(Beginning of Extracted records)
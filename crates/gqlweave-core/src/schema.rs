//! Schema fingerprint provider.
//!
//! The seed mixed into every literal fingerprint is the configuration hash,
//! or, when resolver type generation is enabled, a hash of the schema files
//! themselves. Any change to the seed invalidates every cached literal.

use sha2::{Digest, Sha256};
use tracing::debug;

use crate::context::ExecContext;
use crate::error::{PipelineError, Result};

/// Resolve the seed for literal fingerprints.
pub async fn resolve_schema_hash(ctx: &ExecContext) -> Result<String> {
    if ctx.config().generate_resolver_types {
        schema_content_hash(ctx).await
    } else {
        Ok(ctx.config_hash().to_string())
    }
}

/// Hash the configured schema files in configuration order.
///
/// Each file contributes its relative path and contents, so renaming a
/// schema file also changes the hash.
pub async fn schema_content_hash(ctx: &ExecContext) -> Result<String> {
    let mut hasher = Sha256::new();
    for rel_path in &ctx.config().schema {
        let full_path = ctx.cwd().join(rel_path);
        let content = tokio::fs::read(&full_path)
            .await
            .map_err(|e| PipelineError::io(&full_path, e))?;
        hasher.update(rel_path.to_string_lossy().as_bytes());
        hasher.update([0u8]);
        hasher.update(&content);
        hasher.update([0u8]);
    }
    let hash = format!("{:x}", hasher.finalize());
    debug!("Schema content hash: {}", hash);
    Ok(hash)
}

#[cfg(test)]
mod tests {
    use super::*;
    use gqlweave_config::GqlConfig;
    use tempfile::TempDir;

    fn context(temp: &TempDir, resolver_types: bool) -> ExecContext {
        let config = GqlConfig {
            generate_resolver_types: resolver_types,
            ..Default::default()
        };
        ExecContext::new(temp.path(), config, "config-hash".to_string()).unwrap()
    }

    #[tokio::test]
    async fn test_config_hash_is_default_seed() {
        let temp = TempDir::new().unwrap();
        let hash = resolve_schema_hash(&context(&temp, false)).await.unwrap();
        assert_eq!(hash, "config-hash");
    }

    #[tokio::test]
    async fn test_schema_content_seed() {
        let temp = TempDir::new().unwrap();
        std::fs::write(temp.path().join("schema.graphql"), "type Query { a: Int }").unwrap();
        let ctx = context(&temp, true);

        let first = resolve_schema_hash(&ctx).await.unwrap();
        assert_ne!(first, "config-hash");
        assert_eq!(first, resolve_schema_hash(&ctx).await.unwrap());

        std::fs::write(temp.path().join("schema.graphql"), "type Query { b: Int }").unwrap();
        assert_ne!(first, resolve_schema_hash(&ctx).await.unwrap());
    }

    #[tokio::test]
    async fn test_missing_schema_is_error() {
        let temp = TempDir::new().unwrap();
        let result = resolve_schema_hash(&context(&temp, true)).await;
        assert!(matches!(result, Err(PipelineError::Io { .. })));
    }
}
(End of Extracted records)
Each record above must be transcribed exactly, and none may be skipped.

filename crates/gqlweave-core/src/schema.rs
//! Schema fingerprint provider.
//!
//! The seed mixed into every literal fingerprint is the configuration hash,
//! or, when resolver type generation is enabled, a hash of the schema files
//! themselves. Any change to the seed invalidates every cached literal.

use sha2::{Digest, Sha256};
use tracing::debug;

use crate::context::ExecContext;
use crate::error::{PipelineError, Result};

/// Resolve the seed for literal fingerprints.
pub async fn resolve_schema_hash(ctx: &ExecContext) -> Result<String> {
    if ctx.config().generate_resolver_types {
        schema_content_hash(ctx).await
    } else {
        Ok(ctx.config_hash().to_string())
    }
}

/// Hash the configured schema files in configuration order.
///
/// Each file contributes its relative path and contents, so renaming a
/// schema file also changes the hash.
pub async fn schema_content_hash(ctx: &ExecContext) -> Result<String> {
    let mut hasher = Sha256::new();
    for rel_path in &ctx.config().schema {
        let full_path = ctx.cwd().join(rel_path);
        let content = tokio::fs::read(&full_path)
            .await
            .map_err(|e| PipelineError::io(&full_path, e))?;
        hasher.update(rel_path.to_string_lossy().as_bytes());
        hasher.update([0u8]);
        hasher.update(&content);
        hasher.update([0u8]);
    }
    let hash = format!("{:x}", hasher.finalize());
    debug!("Schema content hash: {}", hash);
    Ok(hash)
}

#[cfg(test)]
mod tests {
    use super::*;
    use gqlweave_config::GqlConfig;
    use tempfile::TempDir;

    fn context(temp: &TempDir, resolver_types: bool) -> ExecContext {
        let config = GqlConfig {
            generate_resolver_types: resolver_types,
            ..Default::default()
        };
        ExecContext::new(temp.path(), config, "config-hash".to_string()).unwrap()
    }

    #[tokio::test]
    async fn test_config_hash_is_default_seed() {
        let temp = TempDir::new().unwrap();
        let hash = resolve_schema_hash(&context(&temp, false)).await.unwrap();
        assert_eq!(hash, "config-hash");
    }

    #[tokio::test]
    async fn test_schema_content_seed() {
        let temp = TempDir::new().unwrap();
        std::fs::write(temp.path().join("schema.graphql"), "type Query { a: Int }").unwrap();
        let ctx = context(&temp, true);

        let first = resolve_schema_hash(&ctx).await.unwrap();
        assert_ne!(first, "config-hash");
        assert_eq!(first, resolve_schema_hash(&ctx).await.unwrap());

        std::fs::write(temp.path().join("schema.graphql"), "type Query { b: Int }").unwrap();
        assert_ne!(first, resolve_schema_hash(&ctx).await.unwrap());
    }

    #[tokio::test]
    async fn test_missing_schema_is_error() {
        let temp = TempDir::new().unwrap();
        let result = resolve_schema_hash(&context(&temp, true)).await;
        assert!(matches!(result, Err(PipelineError::Io { .. })));
    }
}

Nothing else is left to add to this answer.